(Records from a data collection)
%%

// SPDX-FileCopyrightText: 2026 Smsgate Contributors
// SPDX-License-Identifier: MIT OR Apache-2.0

//! `smsgate doctor` command implementation.
//!
//! Runs diagnostic checks against the configuration and the configured
//! gateway devices: directory lint, template syntax, and per-gateway
//! health reachability.

use std::collections::HashMap;
use std::io::IsTerminal;
use std::time::{Duration, Instant};

use smsgate_client::GatewayClient;
use smsgate_config::model::SmsGateConfig;
use smsgate_core::SmsGateError;
use smsgate_notify::{render_template, TemplateError};

/// Status of a diagnostic check.
#[derive(Debug, Clone, PartialEq, Eq)]
pub enum CheckStatus {
    /// Check passed successfully.
    Pass,
    /// Check passed with a warning.
    Warn,
    /// Check failed.
    Fail,
}

/// Result of a single diagnostic check.
#[derive(Debug, Clone)]
pub struct CheckResult {
    /// Name of the check.
    pub name: String,
    /// Check status.
    pub status: CheckStatus,
    /// Human-readable message.
    pub message: String,
    /// Duration the check took.
    pub duration: Duration,
}

/// Run the `smsgate doctor` command.
///
/// With `--plain`, disables colored output.
pub async fn run_doctor(config: &SmsGateConfig, plain: bool) -> Result<(), SmsGateError> {
    let use_color = !plain && std::io::stdout().is_terminal();
    let mut results = Vec::new();

    results.push(check_config(config));
    results.push(check_templates(config));
    for gateway in &config.gateways {
        results.push(check_gateway_health(&gateway.name, &gateway.base_url(), &gateway.username, &gateway.password).await);
    }

    print_results(&results, use_color);
    Ok(())
}

/// Check the configuration shape: something to talk to, something to say.
fn check_config(config: &SmsGateConfig) -> CheckResult {
    let start = Instant::now();
    let (status, message) = if config.gateways.is_empty() {
        (
            CheckStatus::Warn,
            "no [[gateways]] configured".to_string(),
        )
    } else {
        (
            CheckStatus::Pass,
            format!(
                "{} gateway(s), {} recipient(s), {} template(s)",
                config.gateways.len(),
                config.recipients.len(),
                config.templates.len()
            ),
        )
    };
    CheckResult {
        name: "config".to_string(),
        status,
        message,
        duration: start.elapsed(),
    }
}

/// Lint template bodies for syntax errors.
///
/// Unknown variables are expected here (their values arrive with each send
/// request); only malformed placeholder syntax is reported, since it means
/// every send with that template silently falls back to the raw message.
fn check_templates(config: &SmsGateConfig) -> CheckResult {
    let start = Instant::now();
    let mut broken = Vec::new();

    for (name, body) in &config.templates {
        match render_template(body, &HashMap::new()) {
            Ok(_) | Err(TemplateError::UnknownVariable { .. }) => {}
            Err(e) => broken.push(format!("{name} ({e})")),
        }
    }

    let (status, message) = if broken.is_empty() {
        (
            CheckStatus::Pass,
            format!("{} template(s) parse", config.templates.len()),
        )
    } else {
        broken.sort();
        (
            CheckStatus::Warn,
            format!("malformed template(s): {}", broken.join(", ")),
        )
    };
    CheckResult {
        name: "templates".to_string(),
        status,
        message,
        duration: start.elapsed(),
    }
}

/// Check one gateway's health endpoint.
async fn check_gateway_health(
    name: &str,
    base_url: &str,
    username: &str,
    password: &str,
) -> CheckResult {
    let start = Instant::now();
    let check_name = format!("gateway:{name}");

    let client = match GatewayClient::new(base_url, username, password) {
        Ok(client) => client,
        Err(e) => {
            return CheckResult {
                name: check_name,
                status: CheckStatus::Fail,
                message: format!("cannot build client: {e}"),
                duration: start.elapsed(),
            };
        }
    };

    let (status, message) = match client.check_health().await {
        Some(_) => (CheckStatus::Pass, format!("available at {base_url}")),
        None => (
            CheckStatus::Fail,
            format!("unreachable or unhealthy at {base_url}"),
        ),
    };
    CheckResult {
        name: check_name,
        status,
        message,
        duration: start.elapsed(),
    }
}

/// Print check results as a table with a summary line.
fn print_results(results: &[CheckResult], use_color: bool) {
    println!();
    println!("  smsgate doctor");
    println!("  {}", "-".repeat(50));

    let mut fail_count = 0;
    let mut warn_count = 0;

    for result in results {
        let duration_ms = result.duration.as_millis();
        let line = match result.status {
            CheckStatus::Pass => {
                if use_color {
                    use colored::Colorize;
                    format!(
                        "    {} {:<20} {} ({duration_ms}ms)",
                        "✓".green(),
                        result.name,
                        result.message
                    )
                } else {
                    format!(
                        "    [OK]   {:<20} {} ({duration_ms}ms)",
                        result.name, result.message
                    )
                }
            }
            CheckStatus::Warn => {
                warn_count += 1;
                if use_color {
                    use colored::Colorize;
                    format!(
                        "    {} {:<20} {} ({duration_ms}ms)",
                        "!".yellow(),
                        result.name,
                        result.message.yellow()
                    )
                } else {
                    format!(
                        "    [WARN] {:<20} {} ({duration_ms}ms)",
                        result.name, result.message
                    )
                }
            }
            CheckStatus::Fail => {
                fail_count += 1;
                if use_color {
                    use colored::Colorize;
                    format!(
                        "    {} {:<20} {} ({duration_ms}ms)",
                        "✗".red(),
                        result.name,
                        result.message.red()
                    )
                } else {
                    format!(
                        "    [FAIL] {:<20} {} ({duration_ms}ms)",
                        result.name, result.message
                    )
                }
            }
        };
        println!("{line}");
    }

    println!();

    if fail_count > 0 || warn_count > 0 {
        let issues = fail_count + warn_count;
        let issue_word = if issues == 1 { "issue" } else { "issues" };
        println!("  {issues} {issue_word} found.");
    } else {
        println!("  All checks passed.");
    }

    println!();
}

%%

__Assignment__:
Return a copy of each line in the entries that contains "Clone".

__Task answer__:
#[derive(Debug, Clone, PartialEq, Eq)]
#[derive(Debug, Clone)]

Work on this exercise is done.